AMDGPU/SI: Limit load clustering to 16 bytes instead of 4 instructions
ClosedPublic

Authored by tstellarAMD on Mar 24 2016, 9:34 AM.

Details

Summary

This helps prevent load clustering from drastically increasing register
pressure by trying to cluster 4 SMRDx8 loads together.
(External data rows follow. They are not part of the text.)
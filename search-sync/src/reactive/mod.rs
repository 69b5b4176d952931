//! Push-based state plumbing on top of tokio channels.
//!
//! Reactions run as tokio tasks owned by [`Subscription`]s; nothing here is
//! process-global.

pub mod cell;
pub mod debounce;
pub mod pulse;
pub mod subscription;
pub mod switched;

pub use cell::StateCell;
pub use debounce::Debouncer;
pub use pulse::{Pulse, next_pulse};
pub use subscription::{Subscription, Subscriptions};
pub use switched::{SwitchedReceiver, change_stream, merge_changes};
//! Value-less event channels (reload requests, load-completion signals).

use tokio::sync::broadcast;

const PULSE_CAPACITY: usize = 16;

/// Fan-out notification with no payload.
///
/// Only receivers that exist at emit time observe an emission.
#[derive(Debug, Clone)]
pub struct Pulse {
    tx: broadcast::Sender<()>,
}

impl Default for Pulse {
    fn default() -> Self {
        Self::new()
    }
}

impl Pulse {
    pub fn new() -> Self {
        let (tx, _) = broadcast::channel(PULSE_CAPACITY);
        Self { tx }
    }

    pub fn emit(&self) {
        // No receivers is fine: nobody is listening for this cycle.
        let _ = self.tx.send(());
    }

    pub fn subscribe(&self) -> broadcast::Receiver<()> {
        self.tx.subscribe()
    }
}

/// Wait for the next emission.
///
/// Lagging counts as an emission. Returns `false` once the pulse is gone.
pub async fn next_pulse(rx: &mut broadcast::Receiver<()>) -> bool {
    match rx.recv().await {
        Ok(()) | Err(broadcast::error::RecvError::Lagged(_)) => true,
        Err(broadcast::error::RecvError::Closed) => false,
    }
}

#[cfg(test)]
mod tests {
    use super::*;

    #[tokio::test]
    async fn subscribers_see_each_emit() {
        let pulse = Pulse::new();
        let mut a = pulse.subscribe();
        let mut b = pulse.subscribe();
        pulse.emit();
        assert!(next_pulse(&mut a).await);
        assert!(next_pulse(&mut b).await);
        assert!(a.try_recv().is_err());
    }

    #[tokio::test]
    async fn closed_pulse_ends_wait() {
        let pulse = Pulse::new();
        let mut rx = pulse.subscribe();
        drop(pulse);
        assert!(!next_pulse(&mut rx).await);
    }
}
The limit of 16
bytes was chosen, because it seems like that was the original intent
of setting the limit to 4 instructions, but more analysis could show
that a different limit is better.

This fixes yields small decreases in register usage with shader-db, but
also helps avoid a large increase in register usage when lane mask
tracking is enabled in the machine scheduler, because lane mask tracking
enables more opportunities for load clustering.

shader-db stats:

2379 shaders in 477 tests
Totals:
SGPRS: 49744 -> 48600 (-2.30 %)
VGPRS: 34120 -> 34076 (-0.13 %)
Code Size: 1282888 -> 1283184 (0.02 %) bytes
LDS: 28 -> 28 (0.00 %) blocks
Scratch: 495616 -> 492544 (-0.62 %) bytes per wave
Max Waves: 6843 -> 6853 (0.15 %)
Wait states: 0 -> 0 (0.00 %)

Diff Detail

Event Timeline

tstellarAMD retitled this revision from to AMDGPU/SI: Limit load clustering to 16 bytes instead of 4 instructions.
tstellarAMD updated this object.
tstellarAMD added reviewers: nhaehnle, arsenm.
tstellarAMD added a subscriber: llvm-commits.
arsenm accepted this revision.Mar 24 2016, 9:36 AM
arsenm edited edge metadata.

LGTM

This revision is now accepted and ready to land.Mar 24 2016, 9:36 AM
This revision was automatically updated to reflect the committed changes.